Che ci sia una relazione tra la fede e il diritto, e che la ragione teologica
possa legittimamente mediare tra queste due sfere, comporta anche un compito
(particolarmente pressante per chi è credente, culturalmente significativo anche
per il non credente): mettere in comunicazione le due sfere anche nella propria
visione personale di studente oggi, di professionista o comunque di operatore
giuridico domani. Molti professori universitari, magistrati, avvocati, notai,
funzionari, che la domenica vanno a messa, e che si ritengono sinceramente dei
credenti, considerano però la loro attività, sia dal punto di vista teorico che da
quello pratico, del tutto estranea alla propria fede. Se quanto abbiamo detto fin
qui è corretto, un simile dualismo va superato, cercando di capire come possano
rapportarsi le due sfere.
Il primo profilo sotto cui questa ricerca si impone è quello teorico: il diritto
ha a che fare col problema della verità e della giustizia, ma solo in quanto
possano risultare all’accertamento giudiziario (verità e giustizia processuali); la
teologia rimanda ad un ordine di verità e di giustizia che pretendono di valere in
sé (verità e giustizia ontologiche).
Prendiamo in esame il primo di questi due temi: esiste la verità? Non è un
caso che, proprio durante un processo, un giudice, Pilato, abbia posto – a se
stesso, innanzi tutto – la domanda: «Che cos’è la verità?». Una domanda piena di
un triste scetticismo, che prelude alla scelta finale del magistrato romano. Alla
fine del giudizio, infatti, Gesù risultò colpevole secondo le testimonianze e le
leggi di coloro che lo accusavano. Pilato però, dicono i vangeli, era convinto che
non avesse fatto nulla di male. Ma, se non esiste la verità in sé, se c’è solo quella
processuale, frutto di convenzioni, in nome di che cosa mettere in discussione
quella emergente dall’andamento del processo, in nome di che cosa sforzarsi di
portarla oltre se stessa, per far sì che si avvicini maggiormente a quella della
realtà?
Oggi la domanda di Pilato è più attuale che mai. Non per caso viviamo in
una cultura che ha risentito della critica di Nietzsche al concetto stesso di verità
e che è stata influenzata profondamente dalla “filosofia” implicita nelle opere di
Pirandello - si pensi all’efficacissimo Così è (se vi pare). Si sente spesso dire che
«ognuno ha la sua verità». E, se qualcuno contesta la convinzione di un altro, può
sentirsi rispondere con uno stizzito invito a rispettare le idee degli altri e a non
essere dogmatico.
Il punto è che, se non esiste la verità in sé, se ognuno ha la sua, non esistono
neppure l’errore o la menzogna e le opinioni soggettive sono infallibili e
indiscutibili, perché non vi è alcuna misura in rapporto a cui possano essere
smentite. Né è possibile la discussione, perché sarebbe come voler convincere
un altro che il gusto del gelato che si preferisce è migliore di quello che a lui
piace di più. La sola cosa da fare, per mettersi d’accordo, allora è sopraffare
l’altro, come avviene sulla nostra scena politica. Ma sarebbe ancora diritto,
questo, fondato solo sulla sopraffazione?
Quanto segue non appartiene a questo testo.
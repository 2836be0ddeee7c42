//! Error types for the protocol crate.

use thiserror::Error;

/// Result type for protocol operations.
pub type ProtocolResult<T> = Result<T, ProtocolError>;

/// Errors raised while validating or (de)serializing protocol messages.
#[derive(Error, Debug)]
pub enum ProtocolError {
    /// A mutation failed validation before being sent.
    #[error("invalid mutation: {0}")]
    InvalidMutation(String),

    /// Encoding a message to CBOR failed.
    #[error("encode error: {0}")]
    Encode(String),

    /// Decoding a message from CBOR failed.
    #[error("decode error: {0}")]
    Decode(String),
}

impl ProtocolError {
    /// Creates an invalid mutation error.
    pub fn invalid_mutation(message: impl Into<String>) -> Self {
        Self::InvalidMutation(message.into())
    }
}

#[cfg(test)]
mod tests {
    use super::*;

    #[test]
    fn error_display() {
        let err = ProtocolError::invalid_mutation("row key is empty");
        assert_eq!(err.to_string(), "invalid mutation: row key is empty");

        let err = ProtocolError::Decode("unexpected end of input".into());
        assert!(err.to_string().starts_with("decode error"));
    }
}
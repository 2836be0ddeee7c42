//! Cooperative cancellation.

use parking_lot::{Condvar, Mutex};
use std::sync::Arc;
use std::time::{Duration, Instant};

/// A cloneable cancellation flag shared between a caller and a running batch.
///
/// The driver checks it before reading each streamed response and while
/// waiting out a backoff delay; [`CancellationToken::sleep`] wakes up early
/// when the token is cancelled.
#[derive(Debug, Clone, Default)]
pub struct CancellationToken {
    inner: Arc<Inner>,
}

#[derive(Debug, Default)]
struct Inner {
    cancelled: Mutex<bool>,
    wakeup: Condvar,
}

impl CancellationToken {
    /// Creates a token that is not cancelled.
    pub fn new() -> Self {
        Self::default()
    }

    /// Cancels the token and wakes every sleeper.
    pub fn cancel(&self) {
        *self.inner.cancelled.lock() = true;
        self.inner.wakeup.notify_all();
    }

    /// Clears the cancelled flag.
    pub fn reset(&self) {
        *self.inner.cancelled.lock() = false;
    }

    /// Returns true if the token has been cancelled.
    pub fn is_cancelled(&self) -> bool {
        *self.inner.cancelled.lock()
    }

    /// Sleeps for `duration` or until cancelled.
    ///
    /// Returns true if the token was cancelled.
    pub fn sleep(&self, duration: Duration) -> bool {
        let mut cancelled = self.inner.cancelled.lock();
        if *cancelled || duration.is_zero() {
            return *cancelled;
        }
        let Some(deadline) = Instant::now().checked_add(duration) else {
            while !*cancelled {
                self.inner.wakeup.wait(&mut cancelled);
            }
            return true;
        };
        while !*cancelled {
            if self
                .inner
                .wakeup
                .wait_until(&mut cancelled, deadline)
                .timed_out()
            {
                break;
            }
        }
        *cancelled
    }
}
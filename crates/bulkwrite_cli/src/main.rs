//! Bulkwrite CLI
//!
//! Command-line tools for exercising the bulk mutation retry engine.
//!
//! # Commands
//!
//! - `simulate` - Apply a batch against the in-memory emulator with injected faults
//! - `version` - Show version information

mod commands;

use clap::{Parser, Subcommand};
use commands::simulate::{FaultOptions, SimulateOptions};
use std::path::PathBuf;
use tracing_subscriber::EnvFilter;

/// Bulkwrite command-line tools.
#[derive(Parser)]
#[command(name = "bulkwrite")]
#[command(author, version, about, long_about = None)]
struct Cli {
    /// Enable verbose output
    #[arg(global = true, short, long)]
    verbose: bool,

    #[command(subcommand)]
    command: Commands,
}

#[derive(Subcommand)]
enum Commands {
    /// Apply a batch against the in-memory emulator
    Simulate {
        /// Fully qualified table name
        #[arg(short, long, default_value = "projects/demo/instances/demo/tables/events")]
        table: String,

        /// Number of generated rows (ignored with --input)
        #[arg(short, long, default_value = "100")]
        rows: usize,

        /// Every n-th generated row writes a server-stamped cell (0 disables)
        #[arg(long, default_value = "0")]
        stamped_every: usize,

        /// JSON file with the rows to apply
        #[arg(short, long)]
        input: Option<PathBuf>,

        /// Seed for fault injection
        #[arg(long, default_value = "1")]
        seed: u64,

        /// Probability of a transient per-entry rejection
        #[arg(long, default_value = "0.0")]
        transient_rate: f64,

        /// Probability of applying an entry but reporting a timeout
        #[arg(long, default_value = "0.0")]
        lost_ack_rate: f64,

        /// Probability of a permanent per-entry rejection
        #[arg(long, default_value = "0.0")]
        permanent_rate: f64,

        /// Probability of cutting a response stream short
        #[arg(long, default_value = "0.0")]
        truncate_rate: f64,

        /// Deliver entry statuses out of order
        #[arg(long)]
        shuffle: bool,

        /// Maximum number of retryable failures before giving up
        #[arg(short, long, default_value = "10")]
        max_retries: u32,

        /// Initial backoff delay in milliseconds (0 disables backoff)
        #[arg(long, default_value = "0")]
        backoff_ms: u64,

        /// Replay every mutation, including server-stamped cells
        #[arg(long)]
        always_retry: bool,

        /// Exit with an error if any mutation failed
        #[arg(long)]
        strict: bool,

        /// Output format (text, json)
        #[arg(short, long, default_value = "text")]
        format: String,
    },

    /// Show version information
    Version,
}

fn log_directive(verbose: bool) -> &'static str {
    if verbose {
        "debug"
    } else {
        "info"
    }
}

fn main() -> Result<(), Box<dyn std::error::Error>> {
    let cli = Cli::parse();

    // Initialize logging
    tracing_subscriber::fmt()
        .with_env_filter(EnvFilter::new(log_directive(cli.verbose)))
        .with_writer(std::io::stderr)
        .init();

    match cli.command {
        Commands::Simulate {
            table,
            rows,
            stamped_every,
            input,
            seed,
            transient_rate,
            lost_ack_rate,
            permanent_rate,
            truncate_rate,
            shuffle,
            max_retries,
            backoff_ms,
            always_retry,
            strict,
            format,
        } => {
            let options = SimulateOptions {
                table,
                rows,
                stamped_every,
                input,
                faults: FaultOptions {
                    seed,
                    transient_rate,
                    lost_ack_rate,
                    permanent_rate,
                    truncate_rate,
                    shuffle,
                },
                max_retries,
                backoff_ms,
                always_retry,
                strict,
            };
            commands::simulate::run(&options, &format)?;
        }
        Commands::Version => {
            println!("bulkwrite CLI v{}", env!("CARGO_PKG_VERSION"));
            println!("bulkwrite engine v{}", bulkwrite_engine::VERSION);
        }
    }

    Ok(())
}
Sarebbe sbagliato, però, opporre al soggettivismo relativistico un
oggettivismo altrettanto unilaterale, enfatizzando la considerazione che il diritto
mira ad accertare dei fatti. Senza interpretazione, i fatti non sono altro che
fenomeni fisici insignificanti (esempio della strizzata d’occhio). L’operatore
giuridico, il giudice in primo luogo, non può illudersi di registrarli asetticamente,
per applicare la norma in modo automatico.
Il giurista, dunque non può sottrarsi alla fatica della ricerca della verità,
consapevole magari di poterne cogliere solo degli aspetti, in un processo sempre
dinamico, proteso a un orizzonte di totalità che spinge ad andare sempre avanti.
Ma questo è già importante per imprimere all’esperienza giuridica un
dinamismo che la porti a superarsi continuamente, non per vanificarsi, ma per
svilupparsi dal suo interno restando pienamente giuridica.
Spazio al dibattito.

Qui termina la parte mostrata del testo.